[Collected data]
────────────────

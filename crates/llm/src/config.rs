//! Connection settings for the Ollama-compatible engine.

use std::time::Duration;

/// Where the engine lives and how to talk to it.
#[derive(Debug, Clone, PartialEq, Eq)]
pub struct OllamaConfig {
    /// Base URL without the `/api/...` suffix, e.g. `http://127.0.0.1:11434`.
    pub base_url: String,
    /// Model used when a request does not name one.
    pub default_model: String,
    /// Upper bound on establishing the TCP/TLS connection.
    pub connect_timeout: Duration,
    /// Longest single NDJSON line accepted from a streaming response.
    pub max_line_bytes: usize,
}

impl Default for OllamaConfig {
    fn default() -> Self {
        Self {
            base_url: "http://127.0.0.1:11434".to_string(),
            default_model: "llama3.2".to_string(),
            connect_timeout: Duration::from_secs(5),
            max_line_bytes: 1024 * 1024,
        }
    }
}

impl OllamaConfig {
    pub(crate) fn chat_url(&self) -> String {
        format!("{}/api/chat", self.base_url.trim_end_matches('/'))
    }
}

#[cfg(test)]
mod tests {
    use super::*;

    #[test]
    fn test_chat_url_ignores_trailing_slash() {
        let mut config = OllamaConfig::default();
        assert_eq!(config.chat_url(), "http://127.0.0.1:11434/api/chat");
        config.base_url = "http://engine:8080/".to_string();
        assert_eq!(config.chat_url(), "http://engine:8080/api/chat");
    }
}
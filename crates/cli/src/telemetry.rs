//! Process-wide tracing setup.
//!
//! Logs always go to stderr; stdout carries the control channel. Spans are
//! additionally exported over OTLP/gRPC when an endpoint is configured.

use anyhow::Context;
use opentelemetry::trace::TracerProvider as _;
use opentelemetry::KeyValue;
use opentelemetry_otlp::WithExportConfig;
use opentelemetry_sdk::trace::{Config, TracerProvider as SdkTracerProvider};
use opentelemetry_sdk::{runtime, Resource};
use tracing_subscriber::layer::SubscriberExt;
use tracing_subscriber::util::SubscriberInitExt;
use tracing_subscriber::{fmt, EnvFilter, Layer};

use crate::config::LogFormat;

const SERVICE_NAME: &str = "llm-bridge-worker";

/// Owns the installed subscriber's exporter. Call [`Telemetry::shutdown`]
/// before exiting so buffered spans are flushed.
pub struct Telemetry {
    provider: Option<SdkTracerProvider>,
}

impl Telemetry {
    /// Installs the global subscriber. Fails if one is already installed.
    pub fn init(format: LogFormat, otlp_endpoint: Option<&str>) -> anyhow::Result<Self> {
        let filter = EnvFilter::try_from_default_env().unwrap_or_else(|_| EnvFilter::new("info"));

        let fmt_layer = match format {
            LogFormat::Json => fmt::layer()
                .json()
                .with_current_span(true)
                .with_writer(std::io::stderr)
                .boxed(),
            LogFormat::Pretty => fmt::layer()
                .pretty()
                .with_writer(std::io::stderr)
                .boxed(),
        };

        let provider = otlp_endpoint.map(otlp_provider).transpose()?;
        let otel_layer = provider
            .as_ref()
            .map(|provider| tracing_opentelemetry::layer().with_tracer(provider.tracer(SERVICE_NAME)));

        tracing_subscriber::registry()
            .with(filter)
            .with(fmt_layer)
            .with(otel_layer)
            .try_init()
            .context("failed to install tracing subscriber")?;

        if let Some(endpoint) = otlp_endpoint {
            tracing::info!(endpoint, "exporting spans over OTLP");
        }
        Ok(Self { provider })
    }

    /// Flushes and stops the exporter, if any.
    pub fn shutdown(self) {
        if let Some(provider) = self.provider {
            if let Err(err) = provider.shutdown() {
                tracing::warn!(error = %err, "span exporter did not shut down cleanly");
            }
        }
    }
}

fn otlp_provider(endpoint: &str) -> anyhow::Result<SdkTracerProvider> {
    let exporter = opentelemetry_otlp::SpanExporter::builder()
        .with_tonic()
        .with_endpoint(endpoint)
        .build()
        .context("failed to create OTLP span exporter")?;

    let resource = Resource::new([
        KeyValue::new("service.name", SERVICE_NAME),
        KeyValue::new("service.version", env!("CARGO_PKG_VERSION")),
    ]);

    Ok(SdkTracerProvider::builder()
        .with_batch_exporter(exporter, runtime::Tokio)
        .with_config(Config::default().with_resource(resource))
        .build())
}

────────────────

What needs to be done
Each entry above is to be written out exactly.

Result for this task
filename crates/llm/src/config.rs
//! Connection settings for the Ollama-compatible engine.

use std::time::Duration;

/// Where the engine lives and how to talk to it.
#[derive(Debug, Clone, PartialEq, Eq)]
pub struct OllamaConfig {
    /// Base URL without the `/api/...` suffix, e.g. `http://127.0.0.1:11434`.
    pub base_url: String,
    /// Model used when a request does not name one.
    pub default_model: String,
    /// Upper bound on establishing the TCP/TLS connection.
    pub connect_timeout: Duration,
    /// Longest single NDJSON line accepted from a streaming response.
    pub max_line_bytes: usize,
}

impl Default for OllamaConfig {
    fn default() -> Self {
        Self {
            base_url: "http://127.0.0.1:11434".to_string(),
            default_model: "llama3.2".to_string(),
            connect_timeout: Duration::from_secs(5),
            max_line_bytes: 1024 * 1024,
        }
    }
}

impl OllamaConfig {
    pub(crate) fn chat_url(&self) -> String {
        format!("{}/api/chat", self.base_url.trim_end_matches('/'))
    }
}

#[cfg(test)]
mod tests {
    use super::*;

    #[test]
    fn test_chat_url_ignores_trailing_slash() {
        let mut config = OllamaConfig::default();
        assert_eq!(config.chat_url(), "http://127.0.0.1:11434/api/chat");
        config.base_url = "http://engine:8080/".to_string();
        assert_eq!(config.chat_url(), "http://engine:8080/api/chat");
    }
}
filename crates/cli/src/telemetry.rs
//! Process-wide tracing setup.
//!
//! Logs always go to stderr; stdout carries the control channel. Spans are
//! additionally exported over OTLP/gRPC when an endpoint is configured.

use anyhow::Context;
use opentelemetry::trace::TracerProvider as _;
use opentelemetry::KeyValue;
use opentelemetry_otlp::WithExportConfig;
use opentelemetry_sdk::trace::{Config, TracerProvider as SdkTracerProvider};
use opentelemetry_sdk::{runtime, Resource};
use tracing_subscriber::layer::SubscriberExt;
use tracing_subscriber::util::SubscriberInitExt;
use tracing_subscriber::{fmt, EnvFilter, Layer};

use crate::config::LogFormat;

const SERVICE_NAME: &str = "llm-bridge-worker";

/// Owns the installed subscriber's exporter. Call [`Telemetry::shutdown`]
/// before exiting so buffered spans are flushed.
pub struct Telemetry {
    provider: Option<SdkTracerProvider>,
}

impl Telemetry {
    /// Installs the global subscriber. Fails if one is already installed.
    pub fn init(format: LogFormat, otlp_endpoint: Option<&str>) -> anyhow::Result<Self> {
        let filter = EnvFilter::try_from_default_env().unwrap_or_else(|_| EnvFilter::new("info"));

        let fmt_layer = match format {
            LogFormat::Json => fmt::layer()
                .json()
                .with_current_span(true)
                .with_writer(std::io::stderr)
                .boxed(),
            LogFormat::Pretty => fmt::layer()
                .pretty()
                .with_writer(std::io::stderr)
                .boxed(),
        };

        let provider = otlp_endpoint.map(otlp_provider).transpose()?;
        let otel_layer = provider
            .as_ref()
            .map(|provider| tracing_opentelemetry::layer().with_tracer(provider.tracer(SERVICE_NAME)));

        tracing_subscriber::registry()
            .with(filter)
            .with(fmt_layer)
            .with(otel_layer)
            .try_init()
            .context("failed to install tracing subscriber")?;

        if let Some(endpoint) = otlp_endpoint {
            tracing::info!(endpoint, "exporting spans over OTLP");
        }
        Ok(Self { provider })
    }

    /// Flushes and stops the exporter, if any.
    pub fn shutdown(self) {
        if let Some(provider) = self.provider {
            if let Err(err) = provider.shutdown() {
                tracing::warn!(error = %err, "span exporter did not shut down cleanly");
            }
        }
    }
}

fn otlp_provider(endpoint: &str) -> anyhow::Result<SdkTracerProvider> {
    let exporter = opentelemetry_otlp::SpanExporter::builder()
        .with_tonic()
        .with_endpoint(endpoint)
        .build()
        .context("failed to create OTLP span exporter")?;

    let resource = Resource::new([
        KeyValue::new("service.name", SERVICE_NAME),
        KeyValue::new("service.version", env!("CARGO_PKG_VERSION")),
    ]);

    Ok(SdkTracerProvider::builder()
        .with_batch_exporter(exporter, runtime::Tokio)
        .with_config(Config::default().with_resource(resource))
        .build())
}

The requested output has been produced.